• EXTRACTED DATA:
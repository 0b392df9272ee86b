//! Plain in-memory implementations of the host item interfaces.
//!
//! Used by the adapter layer as its item representation and by tests. The
//! attached data is a JSON object, which mirrors the loosely-typed compound
//! tags hosts keep on item stacks and lets malformed values exist at all.

use std::collections::BTreeMap;

use serde_json::{Map, Value};

use crate::host::{AttachedDataStore, CraftingGrid, InventoryView, ItemInstance};
use crate::types::{EnchantmentHandle, ItemKind, PLAYER_INVENTORY_SLOTS};

// ---------------------------------------------------------------------------
// ItemStack
// ---------------------------------------------------------------------------

/// An item stack with attached custom data and two enchantment maps.
#[derive(Debug, Clone, PartialEq)]
pub struct ItemStack {
    kind: ItemKind,
    count: u32,
    custom_data: Map<String, Value>,
    enchantments: BTreeMap<EnchantmentHandle, u32>,
    stored_enchantments: BTreeMap<EnchantmentHandle, u32>,
}

impl ItemStack {
    /// A stack of `count` items with nothing attached.
    #[must_use]
    pub fn new(kind: ItemKind, count: u32) -> Self {
        Self {
            kind,
            count,
            custom_data: Map::new(),
            enchantments: BTreeMap::new(),
            stored_enchantments: BTreeMap::new(),
        }
    }

    /// An empty slot.
    #[must_use]
    pub fn empty() -> Self {
        Self::new(ItemKind::air(), 0)
    }

    /// Builder: apply an enchantment.
    #[must_use]
    pub fn with_enchantment(mut self, enchantment: EnchantmentHandle, level: u32) -> Self {
        self.set_enchantment_level(enchantment, level);
        self
    }

    /// Builder: store an enchantment (enchanted-book style).
    #[must_use]
    pub fn with_stored_enchantment(mut self, enchantment: EnchantmentHandle, level: u32) -> Self {
        if level > 0 {
            self.stored_enchantments.insert(enchantment, level);
        }
        self
    }

    /// Builder: attach an arbitrary custom-data value.
    #[must_use]
    pub fn with_custom(mut self, key: &str, value: Value) -> Self {
        self.custom_data.insert(key.to_string(), value);
        self
    }

    /// The raw custom data compound.
    #[must_use]
    pub fn custom_data(&self) -> &Map<String, Value> {
        &self.custom_data
    }

    /// All applied enchantments.
    #[must_use]
    pub fn enchantments(&self) -> &BTreeMap<EnchantmentHandle, u32> {
        &self.enchantments
    }
}

impl Default for ItemStack {
    fn default() -> Self {
        Self::empty()
    }
}

impl AttachedDataStore for ItemStack {
    fn get_long(&self, key: &str) -> Option<i64> {
        self.custom_data.get(key).and_then(Value::as_i64)
    }

    fn put_long(&mut self, key: &str, value: i64) {
        self.custom_data.insert(key.to_string(), Value::from(value));
    }

    fn remove(&mut self, key: &str) {
        self.custom_data.remove(key);
    }

    fn enchantment_level(&self, enchantment: EnchantmentHandle) -> u32 {
        self.enchantments.get(&enchantment).copied().unwrap_or(0)
    }

    fn set_enchantment_level(&mut self, enchantment: EnchantmentHandle, level: u32) {
        if level == 0 {
            self.enchantments.remove(&enchantment);
        } else {
            self.enchantments.insert(enchantment, level);
        }
    }
}

impl ItemInstance for ItemStack {
    fn create(kind: &ItemKind, count: u32) -> Self {
        Self::new(kind.clone(), count)
    }

    fn kind(&self) -> &ItemKind {
        &self.kind
    }

    fn count(&self) -> u32 {
        self.count
    }

    fn is_empty(&self) -> bool {
        self.count == 0 || self.kind == ItemKind::air()
    }

    fn stored_enchantment_level(&self, enchantment: EnchantmentHandle) -> u32 {
        self.stored_enchantments
            .get(&enchantment)
            .copied()
            .unwrap_or(0)
    }
}

// ---------------------------------------------------------------------------
// Inventory
// ---------------------------------------------------------------------------

/// A fixed-size, slot-ordered inventory.
#[derive(Debug, Clone, PartialEq)]
pub struct Inventory {
    slots: Vec<ItemStack>,
}

impl Inventory {
    /// An inventory of `size` empty slots.
    #[must_use]
    pub fn new(size: usize) -> Self {
        Self {
            slots: vec![ItemStack::empty(); size],
        }
    }

    /// A standard player inventory.
    #[must_use]
    pub fn player() -> Self {
        Self::new(PLAYER_INVENTORY_SLOTS)
    }

    /// Put `stack` in `slot`, returning what was there. Out-of-range slots
    /// hand the stack straight back.
    pub fn set(&mut self, slot: usize, stack: ItemStack) -> ItemStack {
        match self.slots.get_mut(slot) {
            Some(existing) => std::mem::replace(existing, stack),
            None => stack,
        }
    }
}

impl InventoryView for Inventory {
    type Item = ItemStack;

    fn size(&self) -> usize {
        self.slots.len()
    }

    fn stack(&self, slot: usize) -> Option<&ItemStack> {
        self.slots.get(slot)
    }

    fn stack_mut(&mut self, slot: usize) -> Option<&mut ItemStack> {
        self.slots.get_mut(slot)
    }
}

// ---------------------------------------------------------------------------
// Crafting input
// ---------------------------------------------------------------------------

/// A row-major crafting grid snapshot.
#[derive(Debug, Clone, PartialEq)]
pub struct CraftingInput {
    width: usize,
    height: usize,
    stacks: Vec<ItemStack>,
}

impl CraftingInput {
    /// Build a grid. Missing cells are padded with empty stacks and surplus
    /// stacks are dropped, so the grid always has `width * height` cells.
    #[must_use]
    pub fn new(width: usize, height: usize, mut stacks: Vec<ItemStack>) -> Self {
        stacks.resize_with(width * height, ItemStack::empty);
        Self {
            width,
            height,
            stacks,
        }
    }

    /// A full 3×3 grid.
    #[must_use]
    pub fn square(stacks: [ItemStack; 9]) -> Self {
        Self::new(3, 3, stacks.into())
    }

    /// Replace one cell.
    pub fn set(&mut self, index: usize, stack: ItemStack) {
        if let Some(cell) = self.stacks.get_mut(index) {
            *cell = stack;
        }
    }
}

impl CraftingGrid for CraftingInput {
    type Item = ItemStack;

    fn width(&self) -> usize {
        self.width
    }

    fn height(&self) -> usize {
        self.height
    }

    fn stack_in_slot(&self, index: usize) -> &ItemStack {
        &self.stacks[index]
    }
}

• TASK BRIEF:
Your task is to copy each line of the listing that holds the word "compound".

• ANSWER TO THE PROBLEM:
//! attached data is a JSON object, which mirrors the loosely-typed compound
    /// The raw custom data compound.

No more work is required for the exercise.